On Desert America: Boom and Bust in the New Old West

By Daniel A. OlivasAugust 25, 2012

On Desert America: Boom and Bust in the New Old West

I FIRST MET RUBÉN MARTÍNEZ three years ago on the campus of Cal State Los Angeles, which hosted the Latino Book & Family Festival that year. I moderated a panel called “Latino LA: The City of Angels Through Fiction, Poetry and Journalism” that included Rubén as well as Héctor Tobar, Julio Martínez, Marisela Norte and Gustavo Arellano. A dream panel, without a doubt: lively, hilarious, and often poignant. What I remember most about Rubén was his intense desire to engage and provoke the audience with both humor and detailed exegesis. It was clear that Rubén not only loved the written word, but he embraced his audience with his entire being.
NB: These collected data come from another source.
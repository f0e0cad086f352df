use std::{
    fs,
    io::{self, Write},
    path::{Path, PathBuf},
};

use tracing::{info, warn};

#[cfg(feature = "metrics")]
use projector_metrics::{counter, labels, readme as readme_metrics};

use crate::error::{Error, Result};

pub const README_FILE_NAME: &str = "README.md";

/// Render one keyword as a hashtag: lowercased, no leading `#`, inner
/// whitespace collapsed to `-`. Blank keywords render as `None`.
pub fn render_keyword(keyword: &str) -> Option<String> {
    let bare = keyword.trim().trim_start_matches('#').to_lowercase();
    let tag = bare.split_whitespace().collect::<Vec<_>>().join("-");
    (!tag.is_empty()).then(|| format!("#{tag}"))
}

/// Render keywords as a single line, e.g. `#python #web`.
pub fn render_keywords<S: AsRef<str>>(keywords: &[S]) -> String {
    keywords
        .iter()
        .filter_map(|kw| render_keyword(kw.as_ref()))
        .collect::<Vec<_>>()
        .join(" ")
}

/// Full README body for a new project folder.
pub fn render_readme<S: AsRef<str>>(title: &str, keywords: &[S]) -> String {
    let tags = render_keywords(keywords);
    let line = if tags.is_empty() {
        "> **Keywords**:".to_string()
    } else {
        format!("> **Keywords**: {tags}")
    };
    format!("# {}\n\n{line}\n\n", title.trim())
}

/// Write `README.md` into an existing folder, never replacing one that is
/// already there.
///
/// The body goes to a temporary file in the same folder first and is then
/// moved into place with a no-clobber rename, so the README either appears
/// complete or not at all.
pub fn write_readme<S: AsRef<str>>(folder: &Path, title: &str, keywords: &[S]) -> Result<PathBuf> {
    let result = write_readme_inner(folder, title, keywords);
    match &result {
        Ok(path) => {
            info!(path = %path.display(), "created README");
            #[cfg(feature = "metrics")]
            counter!(readme_metrics::WRITTEN_TOTAL).increment(1);
        },
        Err(e) if e.is_refusal() => {
            warn!(folder = %folder.display(), reason = e.kind(), "README write refused");
            #[cfg(feature = "metrics")]
            counter!(readme_metrics::REFUSED_TOTAL, labels::REASON => e.kind()).increment(1);
        },
        Err(_) => {},
    }
    result
}

fn write_readme_inner<S: AsRef<str>>(
    folder: &Path,
    title: &str,
    keywords: &[S],
) -> Result<PathBuf> {
    check_folder(folder)?;

    let readme = folder.join(README_FILE_NAME);
    if fs::symlink_metadata(&readme).is_ok() {
        return Err(Error::DescriptionAlreadyExists { path: readme });
    }

    let write_failed = |source: io::Error| Error::DescriptionWriteFailed {
        path: readme.clone(),
        source,
    };

    let mut tmp = tempfile::Builder::new()
        .prefix(".README.")
        .suffix(".tmp")
        .tempfile_in(folder)
        .map_err(write_failed)?;
    tmp.write_all(render_readme(title, keywords).as_bytes())
        .map_err(write_failed)?;
    tmp.as_file().sync_all().map_err(write_failed)?;

    match tmp.persist_noclobber(&readme) {
        Ok(_) => Ok(readme),
        Err(e) if e.error.kind() == io::ErrorKind::AlreadyExists => {
            Err(Error::DescriptionAlreadyExists { path: readme })
        },
        Err(e) => Err(write_failed(e.error)),
    }
}

fn check_folder(folder: &Path) -> Result<()> {
    if folder.as_os_str().is_empty() {
        return Err(Error::FolderNotFound {
            path: folder.to_path_buf(),
        });
    }
    match fs::metadata(folder) {
        Ok(meta) if meta.is_dir() => Ok(()),
        Ok(_) => Err(Error::NotADirectory {
            path: folder.to_path_buf(),
        }),
        Err(e) if e.kind() == io::ErrorKind::NotFound => Err(Error::FolderNotFound {
            path: folder.to_path_buf(),
        }),
        Err(source) => Err(Error::DescriptionWriteFailed {
            path: folder.join(README_FILE_NAME),
            source,
        }),
    }
}
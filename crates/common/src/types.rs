use std::{fmt, str::FromStr};

use serde::{Deserialize, Serialize};

use crate::error::Error;

/// How the keywords of a query combine when matching catalog entries.
///
/// Fixed once per running instance; queries never pick their own strategy.
#[derive(Debug, Clone, Copy, Default, PartialEq, Eq, Hash, Serialize, Deserialize)]
#[serde(try_from = "String", into = "String")]
pub enum FilterStrategy {
    /// Every query keyword must be present (`ALL` / `AND`).
    #[default]
    All,
    /// At least one query keyword must be present (`ANY` / `OR`).
    Any,
}

impl FilterStrategy {
    /// Operator name used in user-facing messages (`AND` / `OR`).
    #[must_use]
    pub fn operator(self) -> &'static str {
        match self {
            Self::All => "AND",
            Self::Any => "OR",
        }
    }

    /// Quantifier used in user-facing messages (`all` / `any`).
    #[must_use]
    pub fn quantifier(self) -> &'static str {
        match self {
            Self::All => "all",
            Self::Any => "any",
        }
    }
}

impl FromStr for FilterStrategy {
    type Err = Error;

    fn from_str(s: &str) -> Result<Self, Self::Err> {
        match s.trim().to_ascii_uppercase().as_str() {
            "AND" | "ALL" => Ok(Self::All),
            "OR" | "ANY" => Ok(Self::Any),
            _ => Err(Error::invalid_value(
                "filter strategy",
                s,
                "one of AND, ALL, OR, ANY",
            )),
        }
    }
}

impl TryFrom<String> for FilterStrategy {
    type Error = Error;

    fn try_from(value: String) -> Result<Self, Self::Error> {
        value.parse()
    }
}

impl From<FilterStrategy> for String {
    fn from(value: FilterStrategy) -> Self {
        value.operator().to_string()
    }
}

impl fmt::Display for FilterStrategy {
    fn fmt(&self, f: &mut fmt::Formatter<'_>) -> fmt::Result {
        f.write_str(self.operator())
    }
}
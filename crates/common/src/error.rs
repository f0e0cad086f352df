use thiserror::Error;

#[derive(Error, Debug)]
pub enum Error {
    #[error("{0}")]
    Message(String),

    #[error(transparent)]
    Io(#[from] std::io::Error),

    #[error("invalid value for {field}: {value:?} (expected {expected})")]
    InvalidValue {
        field: &'static str,
        value: String,
        expected: &'static str,
    },
}

impl Error {
    #[must_use]
    pub fn invalid_value(
        field: &'static str,
        value: impl Into<String>,
        expected: &'static str,
    ) -> Self {
        Self::InvalidValue {
            field,
            value: value.into(),
            expected,
        }
    }
}

impl FromMessage for Error {
    fn from_message(message: String) -> Self {
        Self::Message(message)
    }
}

pub type Result<T> = std::result::Result<T, Error>;

// ── Shared context trait ────────────────────────────────────────────────────

/// Trait for error types that can be constructed from a plain message string.
///
/// Implement this for your crate's error type, then invoke [`impl_context!`]
/// in your error module to get `.context()` and `.with_context()` on `Result`
/// and `Option`.
pub trait FromMessage: Sized {
    fn from_message(message: String) -> Self;
}

/// Generate a crate-local `Context` trait with `.context()` and `.with_context()`
/// methods on `Result` and `Option`.
///
/// Invoke inside a module that defines `Error: FromMessage` and
/// `type Result<T> = std::result::Result<T, Error>`.
///
/// ```ignore
/// // in crates/config/src/error.rs
/// projector_common::impl_context!();
/// ```
#[macro_export]
macro_rules! impl_context {
    () => {
        pub trait Context<T> {
            fn context(self, context: impl Into<String>) -> Result<T>;
            fn with_context<C, F>(self, f: F) -> Result<T>
            where
                C: Into<String>,
                F: FnOnce() -> C;
        }

        impl<T, E: std::fmt::Display> Context<T> for std::result::Result<T, E> {
            fn context(self, context: impl Into<String>) -> Result<T> {
                let ctx = context.into();
                self.map_err(|source| {
                    <Error as $crate::FromMessage>::from_message(format!("{ctx}: {source}"))
                })
            }

            fn with_context<C, F>(self, f: F) -> Result<T>
            where
                C: Into<String>,
                F: FnOnce() -> C,
            {
                self.map_err(|source| {
                    let ctx = f().into();
                    <Error as $crate::FromMessage>::from_message(format!("{ctx}: {source}"))
                })
            }
        }

        impl<T> Context<T> for Option<T> {
            fn context(self, context: impl Into<String>) -> Result<T> {
                self.ok_or_else(|| <Error as $crate::FromMessage>::from_message(context.into()))
            }

            fn with_context<C, F>(self, f: F) -> Result<T>
            where
                C: Into<String>,
                F: FnOnce() -> C,
            {
                self.ok_or_else(|| <Error as $crate::FromMessage>::from_message(f().into()))
            }
        }
    };
}

#[allow(clippy::unwrap_used, clippy::expect_used)]
#[cfg(test)]
mod tests {
    use super::*;

    mod scoped {
        pub use crate::error::{Error, Result};
        crate::impl_context!();
    }

    use scoped::Context as _;

    #[test]
    fn context_prefixes_result_errors() {
        let res: std::result::Result<(), &str> = Err("boom");
        let err = res.context("loading catalog").unwrap_err();
        assert_eq!(err.to_string(), "loading catalog: boom");
    }

    #[test]
    fn context_turns_none_into_message() {
        let err = None::<u8>.with_context(|| "root not set").unwrap_err();
        assert!(matches!(err, Error::Message(ref m) if m == "root not set"));
    }

    #[test]
    fn invalid_value_display() {
        let err = Error::invalid_value("strategy", "XOR", "AND or OR");
        assert_eq!(
            err.to_string(),
            "invalid value for strategy: \"XOR\" (expected AND or OR)"
        );
    }
}
//! Counters emitted by the store, provisioner and README writer.
#![cfg(feature = "metrics")]
#![allow(clippy::unwrap_used, clippy::expect_used)]

use std::fs;

use {
    chrono::NaiveDate,
    metrics_exporter_prometheus::PrometheusBuilder,
    projector_projects::{
        CatalogStore, FileCatalogStore, FolderProvisioner, readme::write_readme,
    },
};

/// Run `f` with a thread-local Prometheus recorder and return the rendered text.
fn recorded(f: impl FnOnce()) -> String {
    let recorder = PrometheusBuilder::new().build_recorder();
    let handle = recorder.handle();
    metrics::with_local_recorder(&recorder, f);
    handle.render()
}

#[test]
fn catalog_loads_and_failures_are_counted() {
    let dir = tempfile::tempdir().unwrap();
    let good = dir.path().join("projects.json");
    fs::write(&good, r#"{"projects": [{"title": "A"}, {"title": "B"}]}"#).unwrap();
    let broken = dir.path().join("broken.json");
    fs::write(&broken, "{ nope").unwrap();

    let text = recorded(|| {
        let rt = tokio::runtime::Builder::new_current_thread()
            .build()
            .unwrap();
        rt.block_on(async {
            FileCatalogStore::new(&good).load().await.unwrap();
            FileCatalogStore::new(&broken).load().await.unwrap_err();
        });
    });

    assert!(text.contains("projector_catalog_loads_total 2"), "{text}");
    assert!(text.contains("projector_catalog_load_errors_total 1"), "{text}");
    assert!(text.contains("projector_catalog_entries 2"), "{text}");
}

#[test]
fn suffix_collisions_are_counted() {
    let root = tempfile::tempdir().unwrap();
    fs::create_dir(root.path().join("p20250621a")).unwrap();
    let date = NaiveDate::from_ymd_opt(2025, 6, 21).unwrap();

    let text = recorded(|| {
        let folder = FolderProvisioner::new(root.path())
            .create_next_folder_on(date)
            .unwrap();
        assert_eq!(folder.id.to_string(), "p20250621b");
    });

    assert!(text.contains("projector_suffix_collisions_total 1"), "{text}");
    assert!(text.contains("projector_folders_created_total 1"), "{text}");
}

#[test]
fn readme_refusals_are_counted_by_reason() {
    let dir = tempfile::tempdir().unwrap();

    let text = recorded(|| {
        write_readme(dir.path(), "My Project", &["python"]).unwrap();
        write_readme(dir.path(), "My Project", &["python"]).unwrap_err();
    });

    assert!(text.contains("projector_readmes_written_total 1"), "{text}");
    assert!(
        text.contains("projector_readmes_refused_total{reason=\"description_already_exists\"} 1"),
        "{text}"
    );
}
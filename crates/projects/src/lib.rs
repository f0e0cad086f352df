//! Project catalog search and project folder provisioning.
//!
//! Two independent workflows share no mutable state:
//!
//! - search: [`CatalogStore`] loads the catalog, [`matcher`] picks the entries
//!   matching a keyword query under a [`FilterStrategy`];
//! - creation: [`FolderProvisioner`] claims the next free `p<YYYYMMDD><a-z>`
//!   folder, [`readme::write_readme`] drops a templated `README.md` into it.

pub mod error;
pub mod matcher;
pub mod provision;
pub mod readme;
pub mod store;
pub mod types;

pub use {
    error::{CatalogSource, Error, Result},
    projector_common::FilterStrategy,
    provision::FolderProvisioner,
    store::{CatalogStore, FileCatalogStore},
    types::{FolderIdentifier, Project, ProjectSummary, ProvisionedFolder},
};
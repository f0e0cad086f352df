//! Shared types, error definitions, and utilities used across all projector crates.

pub mod error;
pub mod types;

pub use {
    error::{Error, FromMessage, Result},
    types::FilterStrategy,
};
//! Liveness/version status and the welcome prompt.

use {
    anyhow::Result,
    async_trait::async_trait,
    serde_json::{Value, json},
};

use crate::registry::AgentTool;

pub const VERSION: &str = env!("CARGO_PKG_VERSION");

pub struct StatusTool {
    server_name: String,
}

impl StatusTool {
    pub fn new(server_name: impl Into<String>) -> Self {
        Self {
            server_name: server_name.into(),
        }
    }
}

#[async_trait]
impl AgentTool for StatusTool {
    fn name(&self) -> &str {
        "projector_status"
    }

    fn description(&self) -> &str {
        "Report whether the projector service is running and its version."
    }

    fn parameters_schema(&self) -> Value {
        json!({
            "type": "object",
            "properties": {}
        })
    }

    async fn execute(&self, _params: Value) -> Result<Value> {
        Ok(json!({
            "status": "running",
            "message": format!("{} is operational", self.server_name),
            "version": VERSION,
        }))
    }
}

/// Greeting listing what the service can do, for agent prompts.
pub fn welcome_prompt(server_name: &str) -> String {
    format!(
        "Welcome to {server_name}! Available tools: find_projects (search projects by \
         keywords), create_new_project_folder (create date-based project folders), and \
         create_readme_in_folder (generate README.md files with templates)."
    )
}

#[allow(clippy::unwrap_used, clippy::expect_used)]
#[cfg(test)]
mod tests {
    use super::*;

    #[tokio::test]
    async fn reports_running_with_version() {
        let out = StatusTool::new("Projector").execute(json!({})).await.unwrap();
        assert_eq!(out["status"], "running");
        assert_eq!(out["message"], "Projector is operational");
        assert_eq!(out["version"], VERSION);
    }

    #[test]
    fn welcome_lists_tools() {
        let text = welcome_prompt("Projector");
        assert!(text.starts_with("Welcome to Projector!"));
        for tool in [
            "find_projects",
            "create_new_project_folder",
            "create_readme_in_folder",
        ] {
            assert!(text.contains(tool));
        }
    }
}
use std::{fs, path::PathBuf};

use {async_trait::async_trait, tracing::debug};

#[cfg(feature = "metrics")]
use projector_metrics::{catalog as catalog_metrics, counter, gauge};

use crate::{
    error::{CatalogSource, Error, Result},
    types::Project,
};

/// Source of the project catalog.
///
/// Every `load()` reads the backing storage afresh: there is no invalidation
/// signal for external edits, so nothing is cached between queries.
#[async_trait]
pub trait CatalogStore: Send + Sync {
    async fn load(&self) -> Result<Vec<Project>>;
}

// ── File-backed implementation ──────────────────────────────────────

#[derive(Debug, serde::Deserialize, Default)]
struct CatalogFile {
    #[serde(default)]
    projects: Vec<Project>,
}

/// Reads the catalog from a `.json`, `.toml`, `.yaml` or `.yml` file.
///
/// Files without an extension are read as JSON.
pub struct FileCatalogStore {
    path: PathBuf,
}

impl FileCatalogStore {
    pub fn new(path: impl Into<PathBuf>) -> Self {
        Self { path: path.into() }
    }

    pub fn path(&self) -> &std::path::Path {
        &self.path
    }

    fn read_file(&self) -> std::result::Result<CatalogFile, CatalogSource> {
        let data = fs::read_to_string(&self.path)?;
        let ext = self
            .path
            .extension()
            .and_then(|e| e.to_str())
            .unwrap_or("json")
            .to_ascii_lowercase();
        match ext.as_str() {
            "json" => Ok(serde_json::from_str(&data)?),
            "toml" => Ok(toml::from_str(&data)?),
            "yaml" | "yml" => Ok(serde_yaml::from_str(&data)?),
            _ => Err(CatalogSource::UnsupportedFormat(ext)),
        }
    }
}

#[async_trait]
impl CatalogStore for FileCatalogStore {
    async fn load(&self) -> Result<Vec<Project>> {
        #[cfg(feature = "metrics")]
        counter!(catalog_metrics::LOADS_TOTAL).increment(1);

        match self.read_file() {
            Ok(file) => {
                debug!(path = %self.path.display(), count = file.projects.len(), "loaded catalog");
                #[cfg(feature = "metrics")]
                gauge!(catalog_metrics::ENTRIES).set(file.projects.len() as f64);
                Ok(file.projects)
            },
            Err(source) => {
                #[cfg(feature = "metrics")]
                counter!(catalog_metrics::LOAD_ERRORS_TOTAL).increment(1);
                Err(Error::catalog_unavailable(&self.path, source))
            },
        }
    }
}
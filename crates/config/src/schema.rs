/// Config schema types (project catalog, folder root, server identity).
use std::path::PathBuf;

use {
    projector_common::FilterStrategy,
    serde::{Deserialize, Serialize},
};

use crate::error::{Error, Result};

pub const ROOT_ENV: &str = "PROJECT_FOLDERS_ROOT";
pub const CATALOG_ENV: &str = "PROJECTS_JSON_FILE_PATH";
pub const STRATEGY_ENV: &str = "FILTER_STRATEGY";

/// Root configuration.
#[derive(Debug, Clone, Default, Serialize, Deserialize)]
#[serde(default)]
pub struct ProjectorConfig {
    pub projects: ProjectsConfig,
    pub server: ServerConfig,
}

/// Where projects live and how keyword queries combine.
#[derive(Debug, Clone, Default, Serialize, Deserialize)]
#[serde(default)]
pub struct ProjectsConfig {
    /// Directory new `p<YYYYMMDD><a-z>` folders are created in. Must exist.
    pub root: Option<PathBuf>,
    /// Catalog file (`.json`, `.toml`, `.yaml`).
    pub catalog: Option<PathBuf>,
    /// `AND`/`ALL` or `OR`/`ANY`. Defaults to `AND`.
    pub strategy: FilterStrategy,
}

impl ProjectsConfig {
    /// Check that the required paths are set and freeze them.
    pub fn resolve(&self) -> Result<ProjectsSettings> {
        let root = self.root.clone().ok_or(Error::Missing {
            field: "project folders root",
            env_var: ROOT_ENV,
            key: "projects.root",
        })?;
        let catalog = self.catalog.clone().ok_or(Error::Missing {
            field: "project catalog",
            env_var: CATALOG_ENV,
            key: "projects.catalog",
        })?;
        Ok(ProjectsSettings {
            root,
            catalog,
            strategy: self.strategy,
        })
    }
}

/// Fixed process-wide settings, read once at startup.
#[derive(Debug, Clone, PartialEq, Eq)]
pub struct ProjectsSettings {
    pub root: PathBuf,
    pub catalog: PathBuf,
    pub strategy: FilterStrategy,
}

/// Identity reported by the status query.
#[derive(Debug, Clone, Serialize, Deserialize)]
#[serde(default)]
pub struct ServerConfig {
    pub name: String,
}

impl Default for ServerConfig {
    fn default() -> Self {
        Self {
            name: "Projector".into(),
        }
    }
}

#[allow(clippy::unwrap_used, clippy::expect_used)]
#[cfg(test)]
mod tests {
    use super::*;

    #[test]
    fn resolve_requires_root_and_catalog() {
        let mut cfg = ProjectsConfig::default();
        let err = cfg.resolve().unwrap_err();
        assert!(err.to_string().contains(ROOT_ENV));

        cfg.root = Some("/srv/projects".into());
        let err = cfg.resolve().unwrap_err();
        assert!(err.to_string().contains(CATALOG_ENV));

        cfg.catalog = Some("/srv/projects.json".into());
        let settings = cfg.resolve().unwrap();
        assert_eq!(settings.root, PathBuf::from("/srv/projects"));
        assert_eq!(settings.strategy, FilterStrategy::All);
    }

    #[test]
    fn parses_toml_sections() {
        let cfg: ProjectorConfig = toml::from_str(
            "[projects]\nroot = \"/srv/p\"\ncatalog = \"/srv/p.json\"\nstrategy = \"or\"\n",
        )
        .unwrap();
        assert_eq!(cfg.projects.strategy, FilterStrategy::Any);
        assert_eq!(cfg.server.name, "Projector");
    }
}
That day, I also watched Rubén openly wrestle with the complexities and contradictions engendered by his mixed cultural identity: someone of this country, but not quite. He is, in fact, a native Angeleno. But Rubén is also the son and grandson of immigrants from Mexico and El Salvador. As an award-winning author, he has written much on the immigrant experience as well as the political penumbra cast by that volatile subject, including The Other Side: Notes from the New L.A., Mexico City and Beyond, Crossing Over: A Mexican Family on the Migrant Trail, and The New Americans. His heart, mind and soul thrive and struggle in the borderlands.


His latest book, Desert America: Boom and Bust in the New Old West, published by Metropolitan Books, brings us to the next stage of the Martínez journey for truth and meaning. This book will challenge every idea you may have formed about life and death in our western deserts, and it will make you question whether we, as sentient beings, have the ability to truly belong to any community other than that within which we were born and raised. It is a compelling and daring book, one filled with equal parts confession, history, and politics. Despite a busy travel schedule to promote his latest literary offering, Rubén kindly agreed to an online interview to discuss Desert America.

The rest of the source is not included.